Treinta y un años de existir, un poco más de maquillaje, y un poco menos de cintura pero estoy aquí, claro con dos canas que se resisten a ser expuestas y que koleston las convence de mantenerse en el anonimato, con más carga emocional pero con mejores satisfacciones personales, con recuerdos más lejanos cada día, pero con vivencias en verdad dignas de ser contadas, con el "doña" cada día más cerca y el "Srita." cada vez menos escuchado, en fin que la vida misma es un contraste cada vez mayor apenas hace dos años sólo eramos tres y aún más hace 8 eramos dos , hoy somos cuatro y que feliz me hace eso...
Aún así hoy tengo ganas de recordar, por ejemplo el episodio más largo de mi vida y del que casi nunca hablo (prefiero no ser la típica chica de pueblo que añora su terruño) pero sí, lo acepto soy una chica de pueblo, nací un 29 de mayo en Cintalapa de Figueroa, de ese Figueroa que escribió por el arte, y la zandunga, soy de la tierra de los nitus, o los chimbombos, crecí en la 2a. oriente sur, en el barrio de guadalupe, y crecí descalza ( porque así me gustaba estar) jugando en una calle de tierra y polvo, jugando a la tiña, o encantados, jugando beis, fut y hoyito, invento nuestro por demás divertido, crecí cantando el puente se ha rompido, y diciendo ponchi, a cada aut en el partido, en fin tener una bodega de cervezas a lado de mi casa facilitaba el juego de las escondidas y a veces nos subiamos a la camioneta de reparto y recorriamos las calles de mi pueblo como si aquel paseo fuera lo máximo.
En verdad la adolescencia en Cintalapa, era un asunto más alla de lo imaginable, aunque también era más simple que ahora, era un acontecimiento pues nuestras madres se encargaban de enseñarnos a comportarnos como todas unas señoritas, a usar los tacones y a usar ropa en verdad formal, también era el tiempo que esperábamos que llegaran los amigos que estudiaban fuera y nos contaran todas sus chocoaventuras de la semana, ellos en verdad eran cosmopolitas, que envidia...
No nos preocupaban las drogas era algo que estaba tan lejano a nosotros, no era ni siquiera un pensamiento mucho menos una preocupación para nuestros padres, jugábamos basquet, y montábamos bicicleta, en las noches nos emperijoyábamos y saliamos a lucir nuestra ropa (que era la más fresa y moderna del pueblo) y platicábamos en la casa de la esquina, si era fin de semana era religioso ir a la bombilla, unas sincronizadas, una naranjada y larga charla...
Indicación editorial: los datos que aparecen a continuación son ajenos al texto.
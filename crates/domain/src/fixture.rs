//! Fixture records for data-driven cases.

use serde::{Deserialize, Serialize};

/// A post record as served by the upstream API and stored in fixture files.
#[derive(Debug, Clone, PartialEq, Eq, Serialize, Deserialize)]
pub struct Post {
    /// Post id.
    pub id: u64,
    /// Owning user id.
    #[serde(rename = "userId")]
    pub user_id: u64,
    /// Title text.
    pub title: String,
    /// Body text.
    pub body: String,
}

impl Post {
    /// JSON body representation used by update requests.
    #[must_use]
    pub fn to_body(&self) -> serde_json::Value {
        serde_json::json!({
            "id": self.id,
            "userId": self.user_id,
            "title": self.title,
            "body": self.body,
        })
    }
}

#[cfg(test)]
#[allow(clippy::unwrap_used)]
mod tests {
    use super::*;
    use pretty_assertions::assert_eq;

    #[test]
    fn test_deserialize_upstream_shape() {
        let post: Post = serde_json::from_str(
            r#"{"id": 2, "userId": 7, "title": "qui est esse", "body": "est rerum"}"#,
        )
        .unwrap();

        assert_eq!(post.id, 2);
        assert_eq!(post.user_id, 7);
        assert_eq!(post.title, "qui est esse");
    }

    #[test]
    fn test_to_body_round_trips_fields() {
        let post = Post {
            id: 2,
            user_id: 7,
            title: "qui est esse".to_string(),
            body: "est rerum".to_string(),
        };

        let body = post.to_body();
        assert_eq!(body["id"], 2);
        assert_eq!(body["userId"], 7);
        assert_eq!(body["title"], "qui est esse");
        assert_eq!(body["body"], "est rerum");
    }
}
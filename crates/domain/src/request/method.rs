//! HTTP Method enumeration

use serde::{Deserialize, Serialize};
use std::fmt;
use std::str::FromStr;

use crate::error::{DomainError, DomainResult};

/// HTTP methods exercised by the smoke suite.
#[derive(Debug, Clone, Copy, PartialEq, Eq, Hash, Serialize, Deserialize, Default)]
#[serde(rename_all = "UPPERCASE")]
pub enum HttpMethod {
    /// HTTP GET method
    #[default]
    Get,
    /// HTTP POST method
    Post,
    /// HTTP PUT method
    Put,
    /// HTTP PATCH method
    Patch,
    /// HTTP DELETE method
    Delete,
}

impl HttpMethod {
    /// Returns all methods the suite exercises.
    #[must_use]
    pub const fn all() -> &'static [Self] {
        &[Self::Get, Self::Post, Self::Put, Self::Patch, Self::Delete]
    }

    /// Returns whether this method carries a request body in this suite.
    #[must_use]
    pub const fn has_body(self) -> bool {
        matches!(self, Self::Post | Self::Put | Self::Patch)
    }

    /// Returns the method as a static string.
    #[must_use]
    pub const fn as_str(self) -> &'static str {
        match self {
            Self::Get => "GET",
            Self::Post => "POST",
            Self::Put => "PUT",
            Self::Patch => "PATCH",
            Self::Delete => "DELETE",
        }
    }
}

impl fmt::Display for HttpMethod {
    fn fmt(&self, f: &mut fmt::Formatter<'_>) -> fmt::Result {
        write!(f, "{}", self.as_str())
    }
}

impl FromStr for HttpMethod {
    type Err = DomainError;

    fn from_str(s: &str) -> DomainResult<Self> {
        match s.to_uppercase().as_str() {
            "GET" => Ok(Self::Get),
            "POST" => Ok(Self::Post),
            "PUT" => Ok(Self::Put),
            "PATCH" => Ok(Self::Patch),
            "DELETE" => Ok(Self::Delete),
            other => Err(DomainError::UnsupportedMethod(other.to_string())),
        }
    }
}
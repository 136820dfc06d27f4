//! File persistence: the CSV result ledger and fixture loading.

mod csv_log;
mod fixture;

pub use csv_log::{CsvResultLog, ResultLogError};
pub use fixture::{FixtureError, load_posts};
Sinceramente mi vida en Cintalapa fue maravillosa, no lo puedo negar, el primer beso, los mejores amigos, la veintena de pretendientes y recuerdos entrañables...
Hoy casi nunca voy a mi pueblo natal a qué? todos aquellos que fueron parte de mi vida, ya no están, como yo salieron a buscar su destino, los que quedan son las dos vecinas solteronas que hasta hoy siguen pintando su casa de colores extraños y sentándose en la banqueta a ver pasar el tiempo, solas, y con 1000 años encima, quedan en el parque del centro las nieves de don arsenio que si bien ya no está el señor a quien debemos el nombre, sus hijas y nietas tratan de conservar intacta la receta, y quedan calles sin pavimentar, recuerdos que no se pueden borrar, y una casa ahí en el barrio de guadalupe que apenas es la sombra de lo que yo llamé hogar...
No casi no voy a Cintalapa, y poco espacio o casi nulo ocupa en mis conversaciones, pero no lo he olvidado; a los 17 años salí con la firme promesa de no regresar jamás... pero, nunca jamás es sólo una frase, aún falta mucho por vivir, quien sabe.
Por lo pronto sigo aquí a una hora de distancia de mi terruño, a 78 kms, a 14 años del adiós, pero no lo olvido no podría, de hecho recuerdo a las lupitas, a la cuqui, a sam, milo, julio, more, herón, sergio, alfredo, pocos siguen ahi, pero los que se quedaron gracias por hacer de mi vida lo que es...
Hay cómo lo quiero mi Cintalapa.. con su boulevard!